An exact repetition of all the entries that follow is required.

Records supplied section start

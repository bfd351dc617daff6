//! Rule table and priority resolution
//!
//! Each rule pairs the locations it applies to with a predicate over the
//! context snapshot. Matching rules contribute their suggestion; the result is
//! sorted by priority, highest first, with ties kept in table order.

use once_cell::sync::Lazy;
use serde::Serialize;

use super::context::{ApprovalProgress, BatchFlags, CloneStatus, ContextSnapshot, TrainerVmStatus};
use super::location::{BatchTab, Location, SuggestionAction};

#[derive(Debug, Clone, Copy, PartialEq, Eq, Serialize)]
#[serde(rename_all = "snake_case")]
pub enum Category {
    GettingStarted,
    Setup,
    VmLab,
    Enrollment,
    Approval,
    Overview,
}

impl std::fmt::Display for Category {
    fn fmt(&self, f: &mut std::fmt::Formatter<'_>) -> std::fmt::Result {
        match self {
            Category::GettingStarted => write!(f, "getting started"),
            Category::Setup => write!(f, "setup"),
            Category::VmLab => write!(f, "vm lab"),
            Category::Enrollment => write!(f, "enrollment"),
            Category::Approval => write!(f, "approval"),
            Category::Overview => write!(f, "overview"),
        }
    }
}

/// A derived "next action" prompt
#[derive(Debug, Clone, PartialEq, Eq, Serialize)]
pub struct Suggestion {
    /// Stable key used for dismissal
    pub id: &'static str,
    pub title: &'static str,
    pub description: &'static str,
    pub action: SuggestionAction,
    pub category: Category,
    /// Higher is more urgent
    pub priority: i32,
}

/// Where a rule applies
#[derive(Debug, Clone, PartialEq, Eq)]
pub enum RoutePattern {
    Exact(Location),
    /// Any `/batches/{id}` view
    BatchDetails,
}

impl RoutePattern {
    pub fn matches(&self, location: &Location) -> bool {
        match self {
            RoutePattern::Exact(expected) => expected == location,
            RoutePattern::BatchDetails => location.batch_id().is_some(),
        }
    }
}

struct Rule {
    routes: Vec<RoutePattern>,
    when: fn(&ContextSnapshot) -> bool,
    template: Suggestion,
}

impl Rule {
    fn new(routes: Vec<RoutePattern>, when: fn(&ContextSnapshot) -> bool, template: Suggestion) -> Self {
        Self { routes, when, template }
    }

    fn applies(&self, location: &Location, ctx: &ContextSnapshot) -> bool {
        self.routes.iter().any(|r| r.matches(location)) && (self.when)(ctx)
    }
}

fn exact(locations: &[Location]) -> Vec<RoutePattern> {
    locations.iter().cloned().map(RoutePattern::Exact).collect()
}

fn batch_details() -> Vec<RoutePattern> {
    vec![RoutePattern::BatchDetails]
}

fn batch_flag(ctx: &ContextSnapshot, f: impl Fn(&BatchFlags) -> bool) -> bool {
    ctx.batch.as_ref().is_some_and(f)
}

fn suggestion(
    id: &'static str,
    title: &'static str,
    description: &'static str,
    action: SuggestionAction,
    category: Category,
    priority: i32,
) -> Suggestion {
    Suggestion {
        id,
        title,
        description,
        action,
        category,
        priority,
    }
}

Records supplied section end

_Reply:_
repository bfd351dc617daff6
//! Rule table and priority resolution
//!
//! Each rule pairs the locations it applies to with a predicate over the
//! context snapshot. Matching rules contribute their suggestion; the result is
//! sorted by priority, highest first, with ties kept in table order.

use once_cell::sync::Lazy;
use serde::Serialize;

use super::context::{ApprovalProgress, BatchFlags, CloneStatus, ContextSnapshot, TrainerVmStatus};
use super::location::{BatchTab, Location, SuggestionAction};

#[derive(Debug, Clone, Copy, PartialEq, Eq, Serialize)]
#[serde(rename_all = "snake_case")]
pub enum Category {
    GettingStarted,
    Setup,
    VmLab,
    Enrollment,
    Approval,
    Overview,
}

impl std::fmt::Display for Category {
    fn fmt(&self, f: &mut std::fmt::Formatter<'_>) -> std::fmt::Result {
        match self {
            Category::GettingStarted => write!(f, "getting started"),
            Category::Setup => write!(f, "setup"),
            Category::VmLab => write!(f, "vm lab"),
            Category::Enrollment => write!(f, "enrollment"),
            Category::Approval => write!(f, "approval"),
            Category::Overview => write!(f, "overview"),
        }
    }
}

/// A derived "next action" prompt
#[derive(Debug, Clone, PartialEq, Eq, Serialize)]
pub struct Suggestion {
    /// Stable key used for dismissal
    pub id: &'static str,
    pub title: &'static str,
    pub description: &'static str,
    pub action: SuggestionAction,
    pub category: Category,
    /// Higher is more urgent
    pub priority: i32,
}

/// Where a rule applies
#[derive(Debug, Clone, PartialEq, Eq)]
pub enum RoutePattern {
    Exact(Location),
    /// Any `/batches/{id}` view
    BatchDetails,
}

impl RoutePattern {
    pub fn matches(&self, location: &Location) -> bool {
        match self {
            RoutePattern::Exact(expected) => expected == location,
            RoutePattern::BatchDetails => location.batch_id().is_some(),
        }
    }
}

struct Rule {
    routes: Vec<RoutePattern>,
    when: fn(&ContextSnapshot) -> bool,
    template: Suggestion,
}

impl Rule {
    fn new(routes: Vec<RoutePattern>, when: fn(&ContextSnapshot) -> bool, template: Suggestion) -> Self {
        Self { routes, when, template }
    }

    fn applies(&self, location: &Location, ctx: &ContextSnapshot) -> bool {
        self.routes.iter().any(|r| r.matches(location)) && (self.when)(ctx)
    }
}

fn exact(locations: &[Location]) -> Vec<RoutePattern> {
    locations.iter().cloned().map(RoutePattern::Exact).collect()
}

fn batch_details() -> Vec<RoutePattern> {
    vec![RoutePattern::BatchDetails]
}

fn batch_flag(ctx: &ContextSnapshot, f: impl Fn(&BatchFlags) -> bool) -> bool {
    ctx.batch.as_ref().is_some_and(f)
}

fn suggestion(
    id: &'static str,
    title: &'static str,
    description: &'static str,
    action: SuggestionAction,
    category: Category,
    priority: i32,
) -> Suggestion {
    Suggestion {
        id,
        title,
        description,
        action,
        category,
        priority,
    }
}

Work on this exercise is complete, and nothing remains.